> **Exercise input**:
========================
use std::cell::RefCell;

use approx::assert_relative_eq;
use config::constants::tube_vertex_count;
use glam::{DMat4, DVec3};
use tube_wireframe::{
    create_tube_wireframe, Mesh, OutputFormat, WireframeMode, WireframeOptions,
};

const TUBE_VERTICES: usize = 28;
const TUBE_TRIANGLES: usize = 16;

fn cube_points() -> Vec<DVec3> {
    vec![
        DVec3::new(0.0, 0.0, 0.0),
        DVec3::new(1.0, 0.0, 0.0),
        DVec3::new(1.0, 1.0, 0.0),
        DVec3::new(0.0, 1.0, 0.0),
        DVec3::new(0.0, 0.0, 1.0),
        DVec3::new(1.0, 0.0, 1.0),
        DVec3::new(1.0, 1.0, 1.0),
        DVec3::new(0.0, 1.0, 1.0),
    ]
}

const CUBE_QUADS: [[u32; 4]; 6] = [
    [0, 3, 2, 1],
    [4, 5, 6, 7],
    [0, 1, 5, 4],
    [2, 3, 7, 6],
    [1, 2, 6, 5],
    [0, 4, 7, 3],
];

/// Unit cube as 12 triangles in 6 quad pairs.
fn cube() -> Mesh {
    Mesh::from_quads(cube_points(), &CUBE_QUADS)
}

fn edge_count(mode: WireframeMode) -> usize {
    let output = create_tube_wireframe(&cube(), &WireframeOptions::new().with_mode(mode)).unwrap();
    assert_eq!(output.vertex_count() % TUBE_VERTICES, 0);
    output.vertex_count() / TUBE_VERTICES
}

#[test]
fn cube_quad_mode_has_twelve_tubes() {
    let options = WireframeOptions::new()
        .with_mode(WireframeMode::Quad)
        .with_format(OutputFormat::Buffer);
    let output = create_tube_wireframe(&cube(), &options).unwrap();

    assert_eq!(output.vertex_count(), 12 * tube_vertex_count(4, 1, false));
    assert_eq!(output.triangle_count(), 12 * TUBE_TRIANGLES);
    let buffer = output.as_buffer().unwrap();
    assert!(buffer.validate());
    assert!(!buffer.indices.is_wide());
}

#[test]
fn cube_diagonal_modes_have_one_tube_per_quad() {
    assert_eq!(edge_count(WireframeMode::Diagonal0), 6);
    assert_eq!(edge_count(WireframeMode::Diagonal1), 6);
    assert_eq!(edge_count(WireframeMode::CrossHatch), 12);
}

#[test]
fn cube_triangle_mode_includes_split_diagonals() {
    // 12 cube edges plus the 6 splitting diagonals
    assert_eq!(edge_count(WireframeMode::Triangle), 18);
}

#[test]
fn cube_side_modes_have_exact_counts() {
    // Each quad contributes two opposite sides; shared cube edges collapse to 9
    assert_eq!(edge_count(WireframeMode::Horizontal), 9);
    assert_eq!(edge_count(WireframeMode::Vertical), 9);
}

#[test]
fn cube_combined_modes_are_unions() {
    // 9 sides plus 6 diagonals, none of which coincide with a cube edge
    for mode in [
        WireframeMode::Diagonal0Horizontal,
        WireframeMode::Diagonal1Horizontal,
        WireframeMode::Diagonal0Vertical,
        WireframeMode::Diagonal1Vertical,
    ] {
        assert_eq!(edge_count(mode), 15, "{mode}");
    }
}

#[test]
fn every_mode_produces_output() {
    for mode in WireframeMode::ALL {
        assert!(edge_count(mode) > 0, "{mode} produced nothing");
    }
}

#[test]
fn reject_all_filter_is_empty_not_error() {
    for mode in WireframeMode::ALL {
        let options = WireframeOptions::new()
            .with_mode(mode)
            .with_filter(|_, _| false);
        let output = create_tube_wireframe(&cube(), &options).unwrap();
        assert!(output.is_empty());
        assert_eq!(output.triangle_count(), 0);
    }
}

#[test]
fn unknown_mode_is_empty_not_error() {
    let options = WireframeOptions::new()
        .with_mode_tag("hexagonal")
        .with_format(OutputFormat::Buffer);
    let output = create_tube_wireframe(&cube(), &options).unwrap();
    assert!(output.is_empty());
}

#[test]
fn filter_sees_every_face_in_triangle_mode() {
    let calls = RefCell::new(Vec::new());
    let options = WireframeOptions::new().with_filter(|i, mode| {
        calls.borrow_mut().push((i, mode));
        true
    });
    create_tube_wireframe(&cube(), &options).unwrap();
    drop(options);

    let calls = calls.into_inner();
    assert_eq!(calls.len(), 12);
    assert!(calls.iter().enumerate().all(|(k, &(i, mode))| i == k && mode == WireframeMode::Triangle));
}

#[test]
fn filter_sees_first_face_of_each_pair_in_paired_modes() {
    let calls = RefCell::new(Vec::new());
    let options = WireframeOptions::new()
        .with_mode(WireframeMode::Quad)
        .with_filter(|i, _| {
            calls.borrow_mut().push(i);
            true
        });
    create_tube_wireframe(&cube(), &options).unwrap();
    drop(options);

    assert_eq!(calls.into_inner(), vec![0, 2, 4, 6, 8, 10]);
}

#[test]
fn filter_selects_faces() {
    // Keep only the bottom quad
    let options = WireframeOptions::new()
        .with_mode(WireframeMode::Quad)
        .with_filter(|i, _| i == 0);
    let output = create_tube_wireframe(&cube(), &options).unwrap();
    assert_eq!(output.vertex_count(), 4 * TUBE_VERTICES);

    let mesh = output.into_face_list();
    for p in mesh.vertices() {
        assert!(p.z <= 1.0 + 1e-12 && p.z >= -1.0 - 1e-12);
    }
}

#[test]
fn tubes_stay_within_thickness_of_cube() {
    let thickness = 0.1;
    let options = WireframeOptions::new()
        .with_mode(WireframeMode::Quad)
        .with_thickness(thickness)
        .with_radius_segments(4)
        .with_length_segments(2);
    let mesh = create_tube_wireframe(&cube(), &options).unwrap().into_face_list();

    let (min, max) = mesh.bounding_box();
    assert!(min.cmpge(DVec3::splat(-thickness - 1e-9)).all());
    assert!(max.cmple(DVec3::splat(1.0 + thickness + 1e-9)).all());
    assert_relative_eq!(min.x, -thickness, epsilon = 1e-9);
    assert_relative_eq!(max.y, 1.0 + thickness, epsilon = 1e-9);
}

#[test]
fn matrix_moves_every_tube() {
    let shift = DVec3::new(10.0, -4.0, 2.5);
    let plain = create_tube_wireframe(
        &cube(),
        &WireframeOptions::new().with_format(OutputFormat::Buffer),
    )
    .unwrap()
    .into_buffer()
    .unwrap();
    let moved = create_tube_wireframe(
        &cube(),
        &WireframeOptions::new()
            .with_matrix(DMat4::from_translation(shift))
            .with_format(OutputFormat::Buffer),
    )
    .unwrap()
    .into_buffer()
    .unwrap();

    assert_eq!(plain.vertex_count(), moved.vertex_count());
    for (a, b) in plain.positions.iter().zip(&moved.positions) {
        assert!((*a + shift).abs_diff_eq(*b, 1e-9));
    }
    assert_eq!(plain.base_positions, moved.base_positions);
    assert_eq!(plain.indices, moved.indices);
}

#[test]
fn output_is_deterministic() {
    let options = WireframeOptions::new()
        .with_mode(WireframeMode::CrossHatch)
        .with_format(OutputFormat::Buffer);
    let first = create_tube_wireframe(&cube(), &options).unwrap().into_buffer().unwrap();
    let second = create_tube_wireframe(&cube(), &options).unwrap().into_buffer().unwrap();
    assert_eq!(first.positions, second.positions);
    assert_eq!(first.normals, second.normals);
    assert_eq!(first.indices, second.indices);
}

#[test]
fn face_list_and_buffer_agree() {
    let faces = create_tube_wireframe(&cube(), &WireframeOptions::new()).unwrap();
    let buffer = create_tube_wireframe(
        &cube(),
        &WireframeOptions::new().with_format(OutputFormat::Buffer),
    )
    .unwrap();

    let faces = faces.into_face_list();
    let buffer = buffer.into_buffer().unwrap();
    assert_eq!(faces.vertices(), &buffer.positions[..]);
    assert_eq!(faces.indices_u32(), buffer.indices.to_u32());
    assert_eq!(faces.base_positions(), Some(&buffer.base_positions[..]));
}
========================
> **What you should do**: Return only the number of lines in the data above that hold the word "edges".

> **Response for this exercise**: 2